◆ Assigned task ◆
Let the answer be the lines from the one with "cannot convert infinity" to the end of the entries, copied exactly with both boundary lines kept.

◆ Data under study ◆
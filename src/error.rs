/*
    Errors
*/

use thiserror::Error;

/// Errors raised by the integer-returning rounding primitives
/// and by sign determination.
///
/// The float and decimal adapters never produce these: they handle
/// zeros, infinities, and NaNs before the integer core is reached.
#[derive(Copy, Clone, Debug, PartialEq, Eq, Hash, Error)]
pub enum RoundingError {
    /// The operand is not a real number (e.g. complex).
    #[error("invalid operand: sign is only defined for real numbers")]
    InvalidOperand,
    /// An infinity cannot be converted to an integer.
    #[error("overflow: cannot convert infinity to integer")]
    Overflow,
    /// A NaN cannot be converted to an integer.
    #[error("invalid value: cannot convert NaN to integer")]
    InvalidValue,
}

/// Result type alias for rounding operations.
pub type RoundingResult<T> = Result<T, RoundingError>;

◆ Output for this task ◆
    #[error("overflow: cannot convert infinity to integer")]
    Overflow,
    /// A NaN cannot be converted to an integer.
    #[error("invalid value: cannot convert NaN to integer")]
    InvalidValue,
}

/// Result type alias for rounding operations.
pub type RoundingResult<T> = Result<T, RoundingError>;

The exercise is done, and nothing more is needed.